Online Edition of The Cardinal Times

The Cardinal Times

Staff essay: Four years of a language class at Lincoln is not enough to become conversationally proficient

Languages+currently+taught+at+Lincoln+include+Spanish%2C+Arabic%2C+German%2C+French+and+Mandarin.+Some+of+the+flags+flying+in+front+of+the+building+represent+countries+where+these+languages+are+spoken.
Emilia Cafiso
Languages currently taught at Lincoln include Spanish, Arabic, German, French and Mandarin. Some of the flags flying in front of the building represent countries where these languages are spoken.

Portland Public Schools (PPS) students must take a foreign language for at least two consecutive years to graduate, though many choose to take four years. Current Lincoln students can take Spanish, Arabic, German, French or Mandarin. Principal Peyton Chapman serves as a supervisor for Lincoln’s language department.

“I think that by the end of four years, [a Lincoln student] should at least have intermediate to advanced proficiency,” said Chapman.

Junior Fraser Barnes believes otherwise. He is currently taking IB French SL 7-8.

“The teachers overload us with information,” said Barnes, “giving us barely enough time to verbally practice [the language] in a stress-free environment, so we learn a language but never feel confident enough to use it.”

We believe four years of a foreign language class at Lincoln is insufficient to become conversationally proficient. 

Senior Lauren Fin is an avid language learner, currently taking IB Spanish HL 9-10, IB German HL 9-10 and Arabic 1-2. 

“I remember my first two years of Spanish were entirely in English, and the only time we’d speak Spanish was if we were learning a phrase. Everything else was English, which I thought was interesting because they wanted to give us all this vocabulary, then have us start speaking the language,” said Fin.

In a 2018 study, Pew Research Center found that only 20% of American students take a foreign language class, compared to 92% of European students. Moreover, European students begin learning a foreign language between the ages of six and nine. The American Academy of Arts and Science reports that school children in the United States will typically start in middle or high school.

The Massachusetts Institute of Technology found in a 2018 study that it is nearly impossible to reach the proficiency of a native speaker unless foreign language education begins before fourth grade. A stronger way for students to gain proficiency is a language immersion program, where students begin taking 50 to 90 percent of their classes in a language other than English, starting in kindergarten.

Senior Luke Northrup has been in Spanish immersion since kindergarten and is currently taking IB Lengua Y Literatura 11-12.

“It’s super easy to acquire a language when a bunch of people are speaking it to you,” said Northrup.

PPS offers five immersion programs beginning in kindergarten: Chinese, Japanese, Russian, Spanish and Vietnamese.
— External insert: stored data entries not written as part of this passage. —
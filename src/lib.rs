#![cfg_attr(docsrs, feature(doc_cfg))]
//! # patch-exchange
//!
//! patch-exchange is the domain-decomposition and particle-migration core of a
//! particle-in-cell code. The simulation box is cut into a grid of rectangular
//! patches distributed over ranks; after every particle push, particles that
//! left their patch are routed axis by axis to the patch that now contains
//! them and re-inserted into its bin-sorted store.
//!
//! ## Features
//! - Bin-indexed particle stores with range-checked primitives
//! - Patch grid with periodic wrap and balanced rank ownership
//! - Per-axis size handshake and bulk transfer, with direct copies between
//!   co-located patches and message passing between ranks
//! - Corner (diagonal) crossings forwarded without a separate code path
//! - Pluggable communication backends (serial, in-process, MPI)
//!
//! ## Usage
//!
//! ```toml
//! [dependencies]
//! patch-exchange = "0.3"
//! # Optional features:
//! # features = ["mpi-support", "rayon"]
//! ```
//!
//! A timestep hands each species' departed particles to
//! [`VectorPatch::exchange_particles`](vector_patch::VectorPatch::exchange_particles):
//!
//! ```
//! use patch_exchange::prelude::*;
//!
//! let params = SimulationParams::default();
//! let mut vp = VectorPatch::new(params, 1, 0, &["electron"])?;
//! vp.load_particles(0, vec![Particle::at(0, [7.5, 0.0, 0.0])])?;
//! vp.patch_mut(0)?.species_mut(0)?.store.get_mut(0)?.position[0] = 8.5;
//! vp.collect_departed(0)?;
//! let report = vp.exchange_particles(0, &NoComm)?;
//! assert_eq!(report.sent, 1);
//! assert_eq!(vp.patch(1)?.species(0)?.len(), 1);
//! # Ok::<(), ExchangeError>(())
//! ```

pub mod algs;
pub mod data;
pub mod debug_invariants;
pub mod exchange_error;
pub mod params;
pub mod patch;
pub mod physics;
pub mod topology;
pub mod vector_patch;

pub use debug_invariants::DebugInvariants;

/// A convenient prelude to import the most-used traits & types:
pub mod prelude {
    pub use crate::algs::communicator::{Communicator, NoComm, RayonComm, Wait};
    #[cfg(feature = "mpi-support")]
    pub use crate::algs::communicator::MpiComm;
    pub use crate::algs::exchange::ExchangeReport;
    pub use crate::data::particle::Particle;
    pub use crate::data::particle_store::{BinRange, ParticleStore};
    pub use crate::data::species::Species;
    pub use crate::debug_invariants::DebugInvariants;
    pub use crate::exchange_error::{ErrorContext, ExchangeError};
    pub use crate::params::SimulationParams;
    pub use crate::patch::Patch;
    pub use crate::topology::{AxisSide, LocalBounds, NeighborTable, PatchGrid, Side};
    pub use crate::vector_patch::{LossTally, VectorPatch};
}
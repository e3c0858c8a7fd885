//! Field solver, interpolator and projector capability set.
//!
//! The exchange never calls these; each [`Patch`](crate::patch::Patch) only
//! owns one instance of each, built once from [`SimulationParams::operators`].

use crate::data::particle::Particle;
use crate::exchange_error::ExchangeError;
use crate::params::SimulationParams;
use crate::topology::bounds::LocalBounds;
use std::fmt;

/// Advances the fields of one patch.
pub trait FieldSolver: Send + Sync {
    fn name(&self) -> &str;
    fn solve(&mut self, bounds: &LocalBounds, dt: f64) -> Result<(), ExchangeError>;
}

/// Gathers fields at particle positions.
pub trait Interpolator: Send + Sync {
    fn name(&self) -> &str;
    /// Write `(E, B)` seen by each particle into `out`, one entry per particle.
    fn interpolate(
        &self,
        particles: &[Particle],
        out: &mut [([f64; 3], [f64; 3])],
    ) -> Result<(), ExchangeError>;
}

/// Deposits particle currents and densities onto the fields.
pub trait Projector: Send + Sync {
    fn name(&self) -> &str;
    fn project(&mut self, particles: &[Particle]) -> Result<(), ExchangeError>;
}

/// Operators that leave fields untouched and report zero fields.
#[derive(Clone, Copy, Debug, Default)]
pub struct Inert;

impl FieldSolver for Inert {
    fn name(&self) -> &str {
        "none"
    }

    fn solve(&mut self, _bounds: &LocalBounds, _dt: f64) -> Result<(), ExchangeError> {
        Ok(())
    }
}

impl Interpolator for Inert {
    fn name(&self) -> &str {
        "none"
    }

    fn interpolate(
        &self,
        particles: &[Particle],
        out: &mut [([f64; 3], [f64; 3])],
    ) -> Result<(), ExchangeError> {
        if out.len() != particles.len() {
            return Err(ExchangeError::IndexOutOfRange {
                index: particles.len(),
                len: out.len(),
            });
        }
        out.fill(([0.0; 3], [0.0; 3]));
        Ok(())
    }
}

impl Projector for Inert {
    fn name(&self) -> &str {
        "none"
    }

    fn project(&mut self, _particles: &[Particle]) -> Result<(), ExchangeError> {
        Ok(())
    }
}

/// One instance of each operator, owned by a patch.
pub struct OperatorSet {
    pub solver: Box<dyn FieldSolver>,
    pub interpolator: Box<dyn Interpolator>,
    pub projector: Box<dyn Projector>,
}

impl OperatorSet {
    /// Build the set named by `params.operators`.
    pub fn from_params(params: &SimulationParams) -> Result<Self, ExchangeError> {
        match params.operators.as_str() {
            "none" => Ok(Self::inert()),
            other => Err(ExchangeError::InvalidConfig(format!(
                "unknown operator set '{other}'"
            ))),
        }
    }

    pub fn inert() -> Self {
        Self {
            solver: Box::new(Inert),
            interpolator: Box::new(Inert),
            projector: Box::new(Inert),
        }
    }
}

impl fmt::Debug for OperatorSet {
    fn fmt(&self, f: &mut fmt::Formatter<'_>) -> fmt::Result {
        f.debug_struct("OperatorSet")
            .field("solver", &self.solver.name())
            .field("interpolator", &self.interpolator.name())
            .field("projector", &self.projector.name())
            .finish()
    }
}
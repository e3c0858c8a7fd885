//! Data module: particle records, bin-indexed stores and species
#![warn(missing_docs)]

pub mod particle;
pub mod particle_store;
pub mod species;

pub use crate::debug_invariants::DebugInvariants;

pub use particle::Particle;
pub use particle_store::{BinRange, ParticleStore};
pub use species::Species;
However, students must enter their names into a lottery, as the programs have a limited number of spots. 

According to U.S. News, students in immersion programs perform academically better in their other classes than students not in immersion programs, especially in reading. Immersion programs are an excellent way for students to learn a foreign language at a young age. Due to their scarcity in PPS, most students aren’t able to participate in immersion programs, meaning that if the goal is for students to become conversationally proficient in a foreign language by high school graduation, PPS schools must find a different way to teach it at a younger age. 

Andrew Duggan has taught German at Lincoln since 1998. He previously taught English in Germany. Duggan had several ideas about changes that he believes would help students become more proficient.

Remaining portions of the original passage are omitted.